The Fabio evidence complemented other evidence around the circumstances of the vendor, namely the supply produced a zero ‘margin’ (and therefore no GST payable) as well as that the vendor did not return any details of the sale in its Business Activity Statement (which would have been the case had it been a fully taxable supply). While acknowledging the GST choice to apply the margin scheme made by the vendor could not be known with certainty, the Trustee argued the Tribunal should infer that the margin scheme was used by the vendor on the sale of the land to it.

Not surprisingly, the Commissioner’s submissions centred on the onus of proof borne by the Trustee as it was unable to provide any direct evidence of the vendor’s choice to use the margin scheme.
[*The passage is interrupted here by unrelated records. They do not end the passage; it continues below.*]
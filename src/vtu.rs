//! VTK unstructured grid (`.vtu`) output and input, ASCII encoding only.
//!
//! The document model below is serialized with quick-xml's serde support;
//! reading goes through roxmltree, which tolerates the layouts other tools
//! produce.

use std::{collections::HashMap, path::Path};

use log::{info, warn};
use nalgebra::Point3;
use serde::Serialize;

use crate::{
    datatypes::{CellKind, Element, MaterialId, Node},
    error::FootingError,
    mesh::Mesh,
};

/// Cell data array carrying the material of each cell.
pub const MATERIAL_ARRAY: &str = "material_id";
/// Accepted alternative name for the material array.
pub const LEGACY_MATERIAL_ARRAY: &str = "dominio";

#[derive(Debug, Serialize)]
#[serde(rename = "VTKFile")]
struct VtkFile {
    #[serde(rename = "@type")]
    kind: &'static str,
    #[serde(rename = "@version")]
    version: &'static str,
    #[serde(rename = "@byte_order")]
    byte_order: &'static str,
    #[serde(rename = "UnstructuredGrid")]
    grid: UnstructuredGrid,
}

#[derive(Debug, Serialize)]
struct UnstructuredGrid {
    #[serde(rename = "Piece")]
    piece: Piece,
}

#[derive(Debug, Serialize)]
struct Piece {
    #[serde(rename = "@NumberOfPoints")]
    number_of_points: usize,
    #[serde(rename = "@NumberOfCells")]
    number_of_cells: usize,
    #[serde(rename = "Points")]
    points: Points,
    #[serde(rename = "Cells")]
    cells: Cells,
    #[serde(rename = "CellData")]
    cell_data: CellData,
}

#[derive(Debug, Serialize)]
struct Points {
    #[serde(rename = "DataArray")]
    array: DataArray,
}

#[derive(Debug, Serialize)]
struct Cells {
    #[serde(rename = "DataArray")]
    arrays: Vec<DataArray>,
}

#[derive(Debug, Serialize)]
struct CellData {
    #[serde(rename = "@Scalars")]
    scalars: &'static str,
    #[serde(rename = "DataArray")]
    array: DataArray,
}

#[derive(Debug, Serialize)]
struct DataArray {
    #[serde(rename = "@type")]
    value_type: &'static str,
    #[serde(rename = "@Name", skip_serializing_if = "Option::is_none")]
    name: Option<&'static str>,
    #[serde(
        rename = "@NumberOfComponents",
        skip_serializing_if = "Option::is_none"
    )]
    components: Option<usize>,
    #[serde(rename = "@format")]
    format: &'static str,
    #[serde(rename = "$text")]
    values: String,
}

impl DataArray {
    fn ascii(value_type: &'static str, name: Option<&'static str>, values: String) -> DataArray {
        DataArray {
            value_type,
            name,
            components: None,
            format: "ascii",
            values,
        }
    }
}

fn join<T: ToString>(values: impl Iterator<Item = T>) -> String {
    values.map(|v| v.to_string()).collect::<Vec<_>>().join(" ")
}

/// Renders the mesh as a VTU document.
pub fn to_string(mesh: &Mesh) -> Result<String, FootingError> {
    let index: HashMap<usize, usize> = mesh
        .nodes()
        .iter()
        .enumerate()
        .map(|(i, n)| (n.tag, i))
        .collect();

    let mut connectivity = Vec::new();
    let mut offsets = Vec::with_capacity(mesh.element_count());
    for element in &mesh.elements {
        for tag in &element.nodes {
            let Some(&i) = index.get(tag) else {
                return Err(FootingError::Mesher(format!(
                    "element {} references missing node {tag}",
                    element.tag
                )));
            };
            connectivity.push(i);
        }
        offsets.push(connectivity.len());
    }

    let points = mesh.nodes().iter().map(|n| {
        let p = n.position;
        format!("{} {} {}", p.x, p.y, p.z)
    });

    let mut point_array = DataArray::ascii("Float64", None, join(points));
    point_array.components = Some(3);

    let document = VtkFile {
        kind: "UnstructuredGrid",
        version: "0.1",
        byte_order: "LittleEndian",
        grid: UnstructuredGrid {
            piece: Piece {
                number_of_points: mesh.node_count(),
                number_of_cells: mesh.element_count(),
                points: Points { array: point_array },
                cells: Cells {
                    arrays: vec![
                        DataArray::ascii(
                            "Int64",
                            Some("connectivity"),
                            join(connectivity.iter()),
                        ),
                        DataArray::ascii("Int64", Some("offsets"), join(offsets.iter())),
                        DataArray::ascii(
                            "UInt8",
                            Some("types"),
                            join(mesh.elements.iter().map(|e| e.kind.vtk_type())),
                        ),
                    ],
                },
                cell_data: CellData {
                    scalars: MATERIAL_ARRAY,
                    array: DataArray::ascii(
                        "Int32",
                        Some(MATERIAL_ARRAY),
                        join(mesh.elements.iter().map(|e| e.material)),
                    ),
                },
            },
        },
    };

    let body = quick_xml::se::to_string(&document)
        .map_err(|err| FootingError::PostProcessor(format!("VTU serialization failed: {err}")))?;
    Ok(format!("<?xml version=\"1.0\"?>\n{body}\n"))
}

pub fn write(mesh: &Mesh, path: &Path) -> Result<(), FootingError> {
    let contents = to_string(mesh)?;
    std::fs::write(path, contents).map_err(|err| FootingError::io(path, err))?;
    info!("wrote {}", path.display());
    Ok(())
}

fn vtu_error(message: impl Into<String>) -> FootingError {
    FootingError::Input(format!("VTU: {}", message.into()))
}

fn parse_values<T: std::str::FromStr>(
    array: roxmltree::Node,
    what: &str,
) -> Result<Vec<T>, FootingError> {
    if let Some(format) = array.attribute("format") {
        if format != "ascii" {
            return Err(FootingError::Unsupported(format!(
                "VTU data format '{format}' in {what}, only ascii is read"
            )));
        }
    }
    array
        .text()
        .unwrap_or_default()
        .split_whitespace()
        .map(|t| {
            t.parse()
                .map_err(|_| vtu_error(format!("invalid value '{t}' in {what}")))
        })
        .collect()
}

fn find_child<'a, 'input>(
    parent: roxmltree::Node<'a, 'input>,
    name: &str,
) -> Option<roxmltree::Node<'a, 'input>> {
    parent.children().find(|n| n.has_tag_name(name))
}

fn named_array<'a, 'input>(
    parent: roxmltree::Node<'a, 'input>,
    name: &str,
) -> Option<roxmltree::Node<'a, 'input>> {
    parent
        .children()
        .find(|n| n.has_tag_name("DataArray") && n.attribute("Name") == Some(name))
}

/// Parses a VTU document. Node tags follow point order from 1, element tags
/// follow the order of supported cells from 1.
pub fn from_str(contents: &str) -> Result<Mesh, FootingError> {
    let doc = roxmltree::Document::parse(contents)
        .map_err(|err| vtu_error(format!("malformed XML: {err}")))?;
    let piece = doc
        .descendants()
        .find(|n| n.has_tag_name("Piece"))
        .ok_or_else(|| vtu_error("no Piece element"))?;

    let points_array = find_child(piece, "Points")
        .and_then(|p| find_child(p, "DataArray"))
        .ok_or_else(|| vtu_error("no Points data"))?;
    let coords: Vec<f64> = parse_values(points_array, "Points")?;
    if coords.len() % 3 != 0 {
        return Err(vtu_error(format!(
            "{} point coordinates is not a multiple of 3",
            coords.len()
        )));
    }
    let nodes: Vec<Node> = coords
        .chunks_exact(3)
        .enumerate()
        .map(|(i, c)| Node {
            tag: i + 1,
            position: Point3::new(c[0], c[1], c[2]),
        })
        .collect();

    let cells = find_child(piece, "Cells").ok_or_else(|| vtu_error("no Cells element"))?;
    let array = |name: &str| -> Result<Vec<usize>, FootingError> {
        let node = named_array(cells, name)
            .ok_or_else(|| vtu_error(format!("no {name} array")))?;
        parse_values(node, name)
    };
    let connectivity = array("connectivity")?;
    let offsets = array("offsets")?;
    let types: Vec<u8> = named_array(cells, "types")
        .ok_or_else(|| vtu_error("no types array"))
        .and_then(|node| parse_values(node, "types"))?;
    if offsets.len() != types.len() {
        return Err(vtu_error(format!(
            "{} offsets for {} cell types",
            offsets.len(),
            types.len()
        )));
    }

    let materials: Option<Vec<MaterialId>> = match find_child(piece, "CellData").and_then(|cd| {
        named_array(cd, MATERIAL_ARRAY).or_else(|| named_array(cd, LEGACY_MATERIAL_ARRAY))
    }) {
        Some(node) => Some(parse_values(node, "cell materials")?),
        None => {
            warn!(target: "vtu", "no {MATERIAL_ARRAY} cell data, assigning material 1");
            None
        }
    };

    let mut elements = Vec::new();
    let mut skipped = 0;
    let mut start = 0;
    for (cell, (&end, &cell_type)) in offsets.iter().zip(types.iter()).enumerate() {
        if end < start || end > connectivity.len() {
            return Err(vtu_error(format!("cell {cell} has offset {end} out of range")));
        }
        let corners = &connectivity[start..end];
        start = end;

        let Some(kind) = CellKind::from_vtk_type(cell_type) else {
            skipped += 1;
            continue;
        };
        if let Some(&bad) = corners.iter().find(|&&i| i >= nodes.len()) {
            return Err(vtu_error(format!("cell {cell} references point {bad}")));
        }

        let material = match &materials {
            Some(m) => *m
                .get(cell)
                .ok_or_else(|| vtu_error(format!("no material for cell {cell}")))?,
            None => 1,
        };
        let tags = corners.iter().map(|&i| i + 1).collect();
        elements.push(Element::new(elements.len() + 1, kind, tags, material)?);
    }
    if skipped > 0 {
        warn!(target: "vtu", "skipped {skipped} cells of unsupported type");
    }

    Mesh::from_parts(nodes, elements)
}

pub fn read(path: &Path) -> Result<Mesh, FootingError> {
    let contents = std::fs::read_to_string(path).map_err(|err| FootingError::io(path, err))?;
    let mesh = from_str(&contents)?;
    info!(
        "loaded {} nodes and {} elements from {}",
        mesh.node_count(),
        mesh.element_count(),
        path.display()
    );
    Ok(mesh)
}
The Commissioner submitted it was up to the Trustee as the taxpayer to establish the facts on which it relies to displace the assessment issued by the Commissioner. The Commissioner’s position was there must be a body of evidence that might reasonably sustain a relevant finding of fact or permit the Tribunal to draw such an inference requested by the Trustee.

Based on the evidence before it, the Tribunal considered it was sufficient to support the drawing of strong inferences regarding the conduct of the vendor and the Trustee. As a result, the Tribunal held the vendor had used the margin scheme on its supply to the Trustee, and therefore the Trustee was able to use the margin scheme on its taxable supplies of the new townhouses.

The case reinforces the importance of obtaining proper documentation and direct evidence to support a taxpayer’s eligibility to apply the margin scheme. However, it also highlights that where such direct evidence is unavailable, there may be an option to draw on other supporting evidence to reach a conclusion as to the application of the margin scheme. The question now will be whether the Commissioner accepts such secondary evidence in his decision making process at assessment or objection stage, or whether he will hold his direct evidence approach and require taxpayers to ultimately seek relief at the Tribunal. Let’s hope it is a practical approach to such matters that prevails.